> About this task: Before answering, work out how many lines below contain the string "included"; the reply is that number alone.
Data in this exercise section start
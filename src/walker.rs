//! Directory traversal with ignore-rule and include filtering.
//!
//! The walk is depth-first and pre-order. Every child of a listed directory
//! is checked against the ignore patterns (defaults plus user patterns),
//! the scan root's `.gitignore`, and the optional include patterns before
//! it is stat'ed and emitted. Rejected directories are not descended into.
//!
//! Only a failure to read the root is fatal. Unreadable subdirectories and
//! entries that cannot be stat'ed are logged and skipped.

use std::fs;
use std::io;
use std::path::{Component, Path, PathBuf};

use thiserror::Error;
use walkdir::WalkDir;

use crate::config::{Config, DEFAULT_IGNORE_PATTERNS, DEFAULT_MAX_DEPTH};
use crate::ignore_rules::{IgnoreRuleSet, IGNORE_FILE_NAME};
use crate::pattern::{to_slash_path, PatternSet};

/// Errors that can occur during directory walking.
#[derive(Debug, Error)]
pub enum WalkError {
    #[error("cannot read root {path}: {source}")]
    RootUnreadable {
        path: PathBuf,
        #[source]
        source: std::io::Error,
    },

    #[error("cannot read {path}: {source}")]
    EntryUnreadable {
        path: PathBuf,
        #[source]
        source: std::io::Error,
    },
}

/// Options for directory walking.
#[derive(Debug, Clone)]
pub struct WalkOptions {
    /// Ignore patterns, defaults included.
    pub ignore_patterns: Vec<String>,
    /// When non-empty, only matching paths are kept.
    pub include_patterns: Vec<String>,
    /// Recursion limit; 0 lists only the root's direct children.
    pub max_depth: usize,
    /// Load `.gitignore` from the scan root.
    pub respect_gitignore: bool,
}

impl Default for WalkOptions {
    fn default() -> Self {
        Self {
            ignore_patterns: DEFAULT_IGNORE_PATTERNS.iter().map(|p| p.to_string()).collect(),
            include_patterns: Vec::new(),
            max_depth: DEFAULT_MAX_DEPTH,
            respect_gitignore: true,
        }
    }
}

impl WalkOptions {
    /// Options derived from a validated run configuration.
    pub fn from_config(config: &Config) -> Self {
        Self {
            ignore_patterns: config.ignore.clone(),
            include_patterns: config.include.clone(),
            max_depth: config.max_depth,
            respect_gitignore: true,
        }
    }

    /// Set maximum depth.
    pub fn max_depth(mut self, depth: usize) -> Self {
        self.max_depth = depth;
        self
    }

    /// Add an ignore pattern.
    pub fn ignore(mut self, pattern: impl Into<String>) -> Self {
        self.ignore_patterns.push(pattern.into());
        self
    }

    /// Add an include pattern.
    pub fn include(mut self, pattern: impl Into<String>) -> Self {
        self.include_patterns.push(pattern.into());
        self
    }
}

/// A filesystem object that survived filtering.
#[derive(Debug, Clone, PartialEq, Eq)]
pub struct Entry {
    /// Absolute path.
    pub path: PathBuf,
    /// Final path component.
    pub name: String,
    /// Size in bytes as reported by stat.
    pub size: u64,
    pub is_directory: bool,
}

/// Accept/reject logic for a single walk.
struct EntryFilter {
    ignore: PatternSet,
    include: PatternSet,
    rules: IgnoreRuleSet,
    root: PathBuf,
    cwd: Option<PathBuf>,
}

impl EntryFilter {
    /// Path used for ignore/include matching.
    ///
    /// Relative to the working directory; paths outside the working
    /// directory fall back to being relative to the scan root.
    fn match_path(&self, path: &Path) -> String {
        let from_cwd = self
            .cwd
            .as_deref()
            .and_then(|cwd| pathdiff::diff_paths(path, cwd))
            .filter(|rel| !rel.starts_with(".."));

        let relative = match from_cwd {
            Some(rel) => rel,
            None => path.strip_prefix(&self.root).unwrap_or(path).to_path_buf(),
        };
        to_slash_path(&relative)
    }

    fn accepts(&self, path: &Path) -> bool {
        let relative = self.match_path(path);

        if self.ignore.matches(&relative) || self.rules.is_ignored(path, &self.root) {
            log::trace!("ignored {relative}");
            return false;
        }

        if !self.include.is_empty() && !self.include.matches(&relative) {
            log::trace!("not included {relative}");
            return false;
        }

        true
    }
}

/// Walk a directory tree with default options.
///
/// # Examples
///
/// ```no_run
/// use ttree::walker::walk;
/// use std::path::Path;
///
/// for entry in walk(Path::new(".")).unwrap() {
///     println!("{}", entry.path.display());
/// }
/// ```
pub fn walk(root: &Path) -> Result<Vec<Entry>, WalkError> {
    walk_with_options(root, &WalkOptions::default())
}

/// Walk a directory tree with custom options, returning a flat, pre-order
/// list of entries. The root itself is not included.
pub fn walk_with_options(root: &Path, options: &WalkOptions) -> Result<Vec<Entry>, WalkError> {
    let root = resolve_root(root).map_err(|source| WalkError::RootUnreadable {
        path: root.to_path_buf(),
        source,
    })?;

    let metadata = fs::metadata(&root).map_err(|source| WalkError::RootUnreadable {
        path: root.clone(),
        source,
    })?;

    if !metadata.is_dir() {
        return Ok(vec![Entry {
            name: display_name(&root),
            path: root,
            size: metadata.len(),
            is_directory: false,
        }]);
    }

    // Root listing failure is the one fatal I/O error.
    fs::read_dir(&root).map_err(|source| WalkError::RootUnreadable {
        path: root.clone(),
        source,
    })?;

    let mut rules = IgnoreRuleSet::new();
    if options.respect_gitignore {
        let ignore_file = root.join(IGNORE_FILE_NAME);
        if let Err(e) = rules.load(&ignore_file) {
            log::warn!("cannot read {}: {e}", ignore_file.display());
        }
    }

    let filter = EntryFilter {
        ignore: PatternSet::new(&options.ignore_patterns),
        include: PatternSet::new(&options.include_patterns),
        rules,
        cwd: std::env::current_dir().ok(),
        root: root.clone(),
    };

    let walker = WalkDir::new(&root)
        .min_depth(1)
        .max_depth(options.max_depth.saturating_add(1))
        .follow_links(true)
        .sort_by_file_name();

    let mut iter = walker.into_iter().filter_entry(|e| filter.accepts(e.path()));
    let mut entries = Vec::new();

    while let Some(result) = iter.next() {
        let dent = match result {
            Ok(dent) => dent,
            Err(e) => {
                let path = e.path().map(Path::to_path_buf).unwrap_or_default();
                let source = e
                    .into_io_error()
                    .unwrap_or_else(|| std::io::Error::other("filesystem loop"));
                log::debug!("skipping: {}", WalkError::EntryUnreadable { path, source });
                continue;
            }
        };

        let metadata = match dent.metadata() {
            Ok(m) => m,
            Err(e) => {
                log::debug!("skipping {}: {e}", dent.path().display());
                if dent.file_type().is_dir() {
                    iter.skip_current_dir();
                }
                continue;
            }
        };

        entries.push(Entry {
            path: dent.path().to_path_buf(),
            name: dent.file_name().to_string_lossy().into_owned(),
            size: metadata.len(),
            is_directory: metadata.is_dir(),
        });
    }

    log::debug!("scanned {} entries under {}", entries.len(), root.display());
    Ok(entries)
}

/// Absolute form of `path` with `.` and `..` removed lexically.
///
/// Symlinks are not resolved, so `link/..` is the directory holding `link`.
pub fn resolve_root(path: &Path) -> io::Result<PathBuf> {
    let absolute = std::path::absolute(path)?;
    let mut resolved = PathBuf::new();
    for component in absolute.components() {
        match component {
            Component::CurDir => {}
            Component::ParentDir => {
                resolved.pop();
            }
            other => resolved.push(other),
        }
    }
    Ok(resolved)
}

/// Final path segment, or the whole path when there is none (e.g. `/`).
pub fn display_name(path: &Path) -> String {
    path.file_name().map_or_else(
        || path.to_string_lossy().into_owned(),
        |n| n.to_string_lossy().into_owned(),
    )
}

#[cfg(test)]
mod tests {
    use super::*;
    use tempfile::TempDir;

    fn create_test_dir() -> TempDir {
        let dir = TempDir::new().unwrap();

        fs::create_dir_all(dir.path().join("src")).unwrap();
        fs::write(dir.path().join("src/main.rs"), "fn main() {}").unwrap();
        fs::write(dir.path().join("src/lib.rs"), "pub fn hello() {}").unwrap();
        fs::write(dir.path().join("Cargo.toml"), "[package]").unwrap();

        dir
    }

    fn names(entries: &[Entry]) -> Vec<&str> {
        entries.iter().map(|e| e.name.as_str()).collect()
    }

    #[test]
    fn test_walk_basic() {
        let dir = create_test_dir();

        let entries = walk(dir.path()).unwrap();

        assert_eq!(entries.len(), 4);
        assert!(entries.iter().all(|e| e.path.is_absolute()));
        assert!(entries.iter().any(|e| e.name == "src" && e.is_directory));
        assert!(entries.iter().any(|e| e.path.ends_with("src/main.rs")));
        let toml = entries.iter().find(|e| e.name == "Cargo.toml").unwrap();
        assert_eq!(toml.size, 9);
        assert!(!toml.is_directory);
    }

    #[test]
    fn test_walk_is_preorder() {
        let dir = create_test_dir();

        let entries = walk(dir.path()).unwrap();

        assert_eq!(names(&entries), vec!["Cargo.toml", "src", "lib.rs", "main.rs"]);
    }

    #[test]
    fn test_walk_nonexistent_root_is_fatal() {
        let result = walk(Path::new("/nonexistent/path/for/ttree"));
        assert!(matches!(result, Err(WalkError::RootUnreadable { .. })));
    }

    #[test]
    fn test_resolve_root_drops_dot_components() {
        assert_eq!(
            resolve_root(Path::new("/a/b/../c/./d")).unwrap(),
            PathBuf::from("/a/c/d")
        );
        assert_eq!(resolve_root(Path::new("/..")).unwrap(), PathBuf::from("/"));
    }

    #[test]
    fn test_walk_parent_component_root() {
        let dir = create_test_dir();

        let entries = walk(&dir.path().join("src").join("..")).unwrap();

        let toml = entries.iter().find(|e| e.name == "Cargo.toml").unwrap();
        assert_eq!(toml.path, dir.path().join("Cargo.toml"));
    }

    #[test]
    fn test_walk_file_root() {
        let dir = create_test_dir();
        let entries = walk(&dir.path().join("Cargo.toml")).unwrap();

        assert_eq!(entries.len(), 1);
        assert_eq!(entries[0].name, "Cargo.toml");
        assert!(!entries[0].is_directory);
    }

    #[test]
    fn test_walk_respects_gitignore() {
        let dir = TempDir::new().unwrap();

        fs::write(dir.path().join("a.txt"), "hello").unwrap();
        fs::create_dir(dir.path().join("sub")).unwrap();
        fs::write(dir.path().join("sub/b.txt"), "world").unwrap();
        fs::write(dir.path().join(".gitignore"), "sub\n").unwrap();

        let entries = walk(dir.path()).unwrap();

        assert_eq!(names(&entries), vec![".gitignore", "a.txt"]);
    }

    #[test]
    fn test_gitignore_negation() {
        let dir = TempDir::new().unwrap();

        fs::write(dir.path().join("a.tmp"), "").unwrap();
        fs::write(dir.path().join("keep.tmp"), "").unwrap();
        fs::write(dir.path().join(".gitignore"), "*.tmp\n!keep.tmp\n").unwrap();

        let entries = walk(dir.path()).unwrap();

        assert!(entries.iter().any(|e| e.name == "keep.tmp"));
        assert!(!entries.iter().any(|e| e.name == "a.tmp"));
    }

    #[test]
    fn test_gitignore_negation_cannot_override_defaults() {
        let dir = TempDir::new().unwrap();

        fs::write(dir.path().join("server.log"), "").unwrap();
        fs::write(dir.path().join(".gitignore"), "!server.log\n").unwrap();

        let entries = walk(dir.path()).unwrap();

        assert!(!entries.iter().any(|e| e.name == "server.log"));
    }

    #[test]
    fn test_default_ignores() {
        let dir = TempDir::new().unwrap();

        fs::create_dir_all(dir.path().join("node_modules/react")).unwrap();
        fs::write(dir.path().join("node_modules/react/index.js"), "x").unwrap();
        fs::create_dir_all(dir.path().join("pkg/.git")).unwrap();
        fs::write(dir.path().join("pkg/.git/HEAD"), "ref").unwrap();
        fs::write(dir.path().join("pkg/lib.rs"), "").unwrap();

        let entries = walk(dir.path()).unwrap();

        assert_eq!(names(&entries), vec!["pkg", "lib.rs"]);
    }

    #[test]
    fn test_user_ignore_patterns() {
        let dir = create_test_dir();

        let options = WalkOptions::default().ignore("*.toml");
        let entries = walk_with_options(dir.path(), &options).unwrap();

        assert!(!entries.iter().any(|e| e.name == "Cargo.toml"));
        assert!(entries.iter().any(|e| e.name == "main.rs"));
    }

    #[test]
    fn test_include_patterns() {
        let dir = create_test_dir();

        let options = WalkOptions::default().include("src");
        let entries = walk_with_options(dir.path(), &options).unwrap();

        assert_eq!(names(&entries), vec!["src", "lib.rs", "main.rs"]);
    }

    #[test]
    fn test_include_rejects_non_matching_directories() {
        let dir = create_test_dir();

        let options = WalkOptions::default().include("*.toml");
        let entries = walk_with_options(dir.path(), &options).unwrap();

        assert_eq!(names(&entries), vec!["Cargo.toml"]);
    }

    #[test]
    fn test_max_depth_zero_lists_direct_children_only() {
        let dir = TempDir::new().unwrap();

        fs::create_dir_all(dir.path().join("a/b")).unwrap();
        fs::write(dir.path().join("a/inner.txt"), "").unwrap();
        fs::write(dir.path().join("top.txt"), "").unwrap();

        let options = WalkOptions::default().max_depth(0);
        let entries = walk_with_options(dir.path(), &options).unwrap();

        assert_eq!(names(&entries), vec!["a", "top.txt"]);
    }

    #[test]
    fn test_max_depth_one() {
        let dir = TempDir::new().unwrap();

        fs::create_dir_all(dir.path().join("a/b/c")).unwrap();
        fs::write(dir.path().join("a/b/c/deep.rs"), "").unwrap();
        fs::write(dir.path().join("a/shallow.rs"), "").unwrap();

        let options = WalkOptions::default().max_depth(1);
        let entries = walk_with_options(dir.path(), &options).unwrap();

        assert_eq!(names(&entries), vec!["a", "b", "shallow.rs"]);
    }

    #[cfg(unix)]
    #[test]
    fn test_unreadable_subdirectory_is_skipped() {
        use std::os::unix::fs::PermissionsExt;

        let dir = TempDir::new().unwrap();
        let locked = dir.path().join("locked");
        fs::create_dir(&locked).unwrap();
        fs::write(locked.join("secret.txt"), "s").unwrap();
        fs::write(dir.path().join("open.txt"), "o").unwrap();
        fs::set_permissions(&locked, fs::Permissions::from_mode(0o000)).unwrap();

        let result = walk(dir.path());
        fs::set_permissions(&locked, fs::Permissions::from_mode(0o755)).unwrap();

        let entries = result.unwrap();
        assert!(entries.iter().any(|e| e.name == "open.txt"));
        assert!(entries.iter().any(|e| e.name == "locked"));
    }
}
Data in this exercise section end
> Answer box: 3